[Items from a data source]
+++
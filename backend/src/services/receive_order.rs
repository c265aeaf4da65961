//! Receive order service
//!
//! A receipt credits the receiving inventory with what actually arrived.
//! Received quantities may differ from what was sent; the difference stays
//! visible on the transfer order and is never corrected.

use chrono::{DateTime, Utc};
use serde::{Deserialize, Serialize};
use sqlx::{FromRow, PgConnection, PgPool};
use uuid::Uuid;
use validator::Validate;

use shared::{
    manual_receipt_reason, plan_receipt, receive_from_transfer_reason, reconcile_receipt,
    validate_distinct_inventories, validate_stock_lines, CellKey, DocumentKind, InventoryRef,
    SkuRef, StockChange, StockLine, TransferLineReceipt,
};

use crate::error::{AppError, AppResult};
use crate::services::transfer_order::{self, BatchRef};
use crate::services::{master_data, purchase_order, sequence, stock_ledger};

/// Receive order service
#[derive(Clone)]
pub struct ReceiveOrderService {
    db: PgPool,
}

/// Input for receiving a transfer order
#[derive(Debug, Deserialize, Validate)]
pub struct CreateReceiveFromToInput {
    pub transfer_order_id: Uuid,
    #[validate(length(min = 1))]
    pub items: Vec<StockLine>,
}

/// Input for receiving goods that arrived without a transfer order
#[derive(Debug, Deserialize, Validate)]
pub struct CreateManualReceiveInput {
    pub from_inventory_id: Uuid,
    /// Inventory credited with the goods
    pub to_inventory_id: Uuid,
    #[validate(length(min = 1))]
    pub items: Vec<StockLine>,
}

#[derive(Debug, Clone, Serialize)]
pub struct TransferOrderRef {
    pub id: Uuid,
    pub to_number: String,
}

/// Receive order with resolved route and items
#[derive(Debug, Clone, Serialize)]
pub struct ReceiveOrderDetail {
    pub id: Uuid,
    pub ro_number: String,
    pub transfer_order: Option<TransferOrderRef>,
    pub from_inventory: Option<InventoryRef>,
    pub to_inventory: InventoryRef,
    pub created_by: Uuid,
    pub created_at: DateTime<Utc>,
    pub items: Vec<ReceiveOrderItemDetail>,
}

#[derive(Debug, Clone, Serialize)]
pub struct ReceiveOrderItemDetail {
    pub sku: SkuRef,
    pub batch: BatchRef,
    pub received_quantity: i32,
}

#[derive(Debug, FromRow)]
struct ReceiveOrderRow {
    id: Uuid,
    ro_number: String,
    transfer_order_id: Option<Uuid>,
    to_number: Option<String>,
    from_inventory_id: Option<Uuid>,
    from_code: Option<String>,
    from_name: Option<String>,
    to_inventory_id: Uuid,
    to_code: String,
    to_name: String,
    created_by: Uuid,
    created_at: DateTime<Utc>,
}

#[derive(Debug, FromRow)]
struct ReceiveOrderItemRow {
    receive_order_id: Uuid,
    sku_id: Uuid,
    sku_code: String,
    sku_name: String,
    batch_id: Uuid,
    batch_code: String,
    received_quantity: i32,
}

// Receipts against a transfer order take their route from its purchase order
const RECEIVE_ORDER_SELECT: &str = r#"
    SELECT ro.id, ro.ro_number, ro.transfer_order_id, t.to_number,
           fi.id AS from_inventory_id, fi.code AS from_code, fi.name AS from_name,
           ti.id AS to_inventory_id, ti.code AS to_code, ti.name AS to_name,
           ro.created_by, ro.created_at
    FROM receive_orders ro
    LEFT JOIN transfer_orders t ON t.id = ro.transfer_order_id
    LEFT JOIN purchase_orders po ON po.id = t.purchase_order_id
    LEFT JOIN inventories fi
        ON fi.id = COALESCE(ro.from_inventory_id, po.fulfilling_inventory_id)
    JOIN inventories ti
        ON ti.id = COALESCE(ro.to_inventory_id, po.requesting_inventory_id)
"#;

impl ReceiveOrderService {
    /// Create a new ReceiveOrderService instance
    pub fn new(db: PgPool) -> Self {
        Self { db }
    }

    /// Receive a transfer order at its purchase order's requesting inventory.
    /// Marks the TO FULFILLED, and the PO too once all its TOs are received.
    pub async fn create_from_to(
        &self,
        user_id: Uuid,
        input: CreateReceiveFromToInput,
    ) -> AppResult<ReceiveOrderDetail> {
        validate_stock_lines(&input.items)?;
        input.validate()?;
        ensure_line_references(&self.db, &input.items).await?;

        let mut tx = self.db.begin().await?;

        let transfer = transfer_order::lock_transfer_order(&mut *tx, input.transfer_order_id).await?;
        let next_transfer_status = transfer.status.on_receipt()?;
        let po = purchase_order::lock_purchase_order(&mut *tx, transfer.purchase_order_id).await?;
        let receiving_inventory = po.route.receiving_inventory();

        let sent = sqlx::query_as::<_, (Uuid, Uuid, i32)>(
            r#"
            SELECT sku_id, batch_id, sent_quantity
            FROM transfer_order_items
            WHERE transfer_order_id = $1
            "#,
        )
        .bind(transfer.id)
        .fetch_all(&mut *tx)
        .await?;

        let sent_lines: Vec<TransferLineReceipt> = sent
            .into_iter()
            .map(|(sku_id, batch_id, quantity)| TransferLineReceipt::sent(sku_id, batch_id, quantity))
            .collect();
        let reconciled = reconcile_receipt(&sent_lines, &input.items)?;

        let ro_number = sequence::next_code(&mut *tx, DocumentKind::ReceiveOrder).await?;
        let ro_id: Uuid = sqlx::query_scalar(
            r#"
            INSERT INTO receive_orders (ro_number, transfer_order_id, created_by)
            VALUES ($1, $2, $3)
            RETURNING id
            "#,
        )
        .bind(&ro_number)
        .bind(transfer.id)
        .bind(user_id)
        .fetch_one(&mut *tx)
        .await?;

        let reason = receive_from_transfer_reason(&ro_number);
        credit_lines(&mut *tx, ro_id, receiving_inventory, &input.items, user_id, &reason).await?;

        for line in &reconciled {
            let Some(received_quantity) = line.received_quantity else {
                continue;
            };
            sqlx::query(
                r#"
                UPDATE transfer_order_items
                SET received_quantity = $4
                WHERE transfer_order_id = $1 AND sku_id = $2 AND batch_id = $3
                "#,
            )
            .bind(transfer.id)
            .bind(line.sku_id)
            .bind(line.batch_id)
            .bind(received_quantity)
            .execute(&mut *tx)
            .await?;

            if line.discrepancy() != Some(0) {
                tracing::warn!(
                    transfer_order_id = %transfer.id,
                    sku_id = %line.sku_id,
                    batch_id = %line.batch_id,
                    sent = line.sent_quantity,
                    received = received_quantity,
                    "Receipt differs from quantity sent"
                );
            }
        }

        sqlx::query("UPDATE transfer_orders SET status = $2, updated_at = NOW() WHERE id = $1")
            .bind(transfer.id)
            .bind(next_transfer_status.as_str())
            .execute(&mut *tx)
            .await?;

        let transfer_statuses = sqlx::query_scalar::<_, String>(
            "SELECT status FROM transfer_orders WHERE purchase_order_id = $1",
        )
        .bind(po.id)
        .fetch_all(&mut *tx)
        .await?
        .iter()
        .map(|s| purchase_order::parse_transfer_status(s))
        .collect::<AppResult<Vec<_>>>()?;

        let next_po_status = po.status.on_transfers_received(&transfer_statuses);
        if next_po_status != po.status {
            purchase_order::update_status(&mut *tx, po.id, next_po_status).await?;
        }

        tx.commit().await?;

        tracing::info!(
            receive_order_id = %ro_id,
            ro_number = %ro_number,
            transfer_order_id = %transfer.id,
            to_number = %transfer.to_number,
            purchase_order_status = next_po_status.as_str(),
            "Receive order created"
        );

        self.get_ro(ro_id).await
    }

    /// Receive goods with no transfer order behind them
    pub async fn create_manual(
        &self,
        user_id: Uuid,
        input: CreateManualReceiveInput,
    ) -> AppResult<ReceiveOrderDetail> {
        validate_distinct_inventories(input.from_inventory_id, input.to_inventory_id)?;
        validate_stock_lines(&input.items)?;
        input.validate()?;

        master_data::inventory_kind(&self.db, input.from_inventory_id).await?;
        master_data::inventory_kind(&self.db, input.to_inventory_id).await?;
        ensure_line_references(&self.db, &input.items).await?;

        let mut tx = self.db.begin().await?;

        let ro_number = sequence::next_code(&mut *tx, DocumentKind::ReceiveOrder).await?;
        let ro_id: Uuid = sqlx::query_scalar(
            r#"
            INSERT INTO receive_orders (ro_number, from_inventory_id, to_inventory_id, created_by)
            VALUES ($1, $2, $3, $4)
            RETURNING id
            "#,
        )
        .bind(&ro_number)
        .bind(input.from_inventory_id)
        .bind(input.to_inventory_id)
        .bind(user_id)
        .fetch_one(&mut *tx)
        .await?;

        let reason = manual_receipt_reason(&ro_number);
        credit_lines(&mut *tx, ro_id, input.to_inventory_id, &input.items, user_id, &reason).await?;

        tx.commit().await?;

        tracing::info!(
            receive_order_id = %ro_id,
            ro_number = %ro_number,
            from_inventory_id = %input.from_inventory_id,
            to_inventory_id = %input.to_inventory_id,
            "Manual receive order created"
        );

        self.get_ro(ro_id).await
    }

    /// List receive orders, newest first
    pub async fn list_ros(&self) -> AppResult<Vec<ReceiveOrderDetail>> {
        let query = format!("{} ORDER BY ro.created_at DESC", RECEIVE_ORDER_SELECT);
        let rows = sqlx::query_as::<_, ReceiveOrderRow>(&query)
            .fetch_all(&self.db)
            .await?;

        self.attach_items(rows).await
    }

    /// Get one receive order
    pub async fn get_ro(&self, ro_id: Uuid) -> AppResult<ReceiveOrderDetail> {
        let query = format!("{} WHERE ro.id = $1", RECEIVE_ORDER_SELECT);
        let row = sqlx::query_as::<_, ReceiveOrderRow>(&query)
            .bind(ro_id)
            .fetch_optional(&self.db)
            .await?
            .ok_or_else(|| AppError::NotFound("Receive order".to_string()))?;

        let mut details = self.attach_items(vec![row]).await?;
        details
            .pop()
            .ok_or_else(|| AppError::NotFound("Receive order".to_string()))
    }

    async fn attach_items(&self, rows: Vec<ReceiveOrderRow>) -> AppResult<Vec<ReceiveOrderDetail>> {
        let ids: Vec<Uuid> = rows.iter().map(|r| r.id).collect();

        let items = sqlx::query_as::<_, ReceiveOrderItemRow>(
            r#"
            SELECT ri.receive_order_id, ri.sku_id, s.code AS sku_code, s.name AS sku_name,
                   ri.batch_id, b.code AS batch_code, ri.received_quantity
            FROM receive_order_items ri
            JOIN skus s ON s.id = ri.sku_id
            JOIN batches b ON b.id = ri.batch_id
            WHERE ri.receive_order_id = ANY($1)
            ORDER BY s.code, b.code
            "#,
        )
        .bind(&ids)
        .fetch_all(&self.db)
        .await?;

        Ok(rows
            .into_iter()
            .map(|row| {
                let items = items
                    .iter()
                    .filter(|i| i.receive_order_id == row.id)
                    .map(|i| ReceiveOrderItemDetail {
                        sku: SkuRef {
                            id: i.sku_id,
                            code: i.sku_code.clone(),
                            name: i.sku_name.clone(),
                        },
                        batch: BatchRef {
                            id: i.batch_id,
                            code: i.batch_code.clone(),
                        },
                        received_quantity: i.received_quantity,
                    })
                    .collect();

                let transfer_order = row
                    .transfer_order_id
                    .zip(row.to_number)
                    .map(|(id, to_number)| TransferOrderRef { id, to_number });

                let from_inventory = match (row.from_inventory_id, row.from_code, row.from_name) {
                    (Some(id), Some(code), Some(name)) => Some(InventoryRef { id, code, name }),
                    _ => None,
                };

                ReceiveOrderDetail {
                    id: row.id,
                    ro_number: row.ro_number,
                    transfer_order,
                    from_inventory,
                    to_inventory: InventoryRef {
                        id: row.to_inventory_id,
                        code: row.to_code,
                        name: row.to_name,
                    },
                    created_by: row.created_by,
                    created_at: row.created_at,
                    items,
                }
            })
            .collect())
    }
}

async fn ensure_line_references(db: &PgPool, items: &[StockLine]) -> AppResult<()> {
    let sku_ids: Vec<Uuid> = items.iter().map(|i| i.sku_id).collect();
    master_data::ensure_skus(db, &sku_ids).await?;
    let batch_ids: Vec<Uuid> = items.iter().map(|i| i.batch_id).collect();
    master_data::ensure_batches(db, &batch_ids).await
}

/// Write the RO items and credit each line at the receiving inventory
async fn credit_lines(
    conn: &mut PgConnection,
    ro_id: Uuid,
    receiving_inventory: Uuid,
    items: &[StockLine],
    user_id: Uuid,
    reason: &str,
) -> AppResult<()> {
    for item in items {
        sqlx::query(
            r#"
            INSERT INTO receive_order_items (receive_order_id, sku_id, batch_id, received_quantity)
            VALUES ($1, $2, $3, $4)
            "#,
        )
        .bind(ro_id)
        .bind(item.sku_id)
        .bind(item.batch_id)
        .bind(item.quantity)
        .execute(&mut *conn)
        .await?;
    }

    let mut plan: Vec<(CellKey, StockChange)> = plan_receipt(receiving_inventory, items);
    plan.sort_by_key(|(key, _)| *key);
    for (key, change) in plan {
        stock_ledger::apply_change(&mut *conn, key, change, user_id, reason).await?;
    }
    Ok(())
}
+++
Your answer should be a single number: the count of lines in the entries that contain the word "ReceiveOrderItemRow".

## Answer to the exercise
2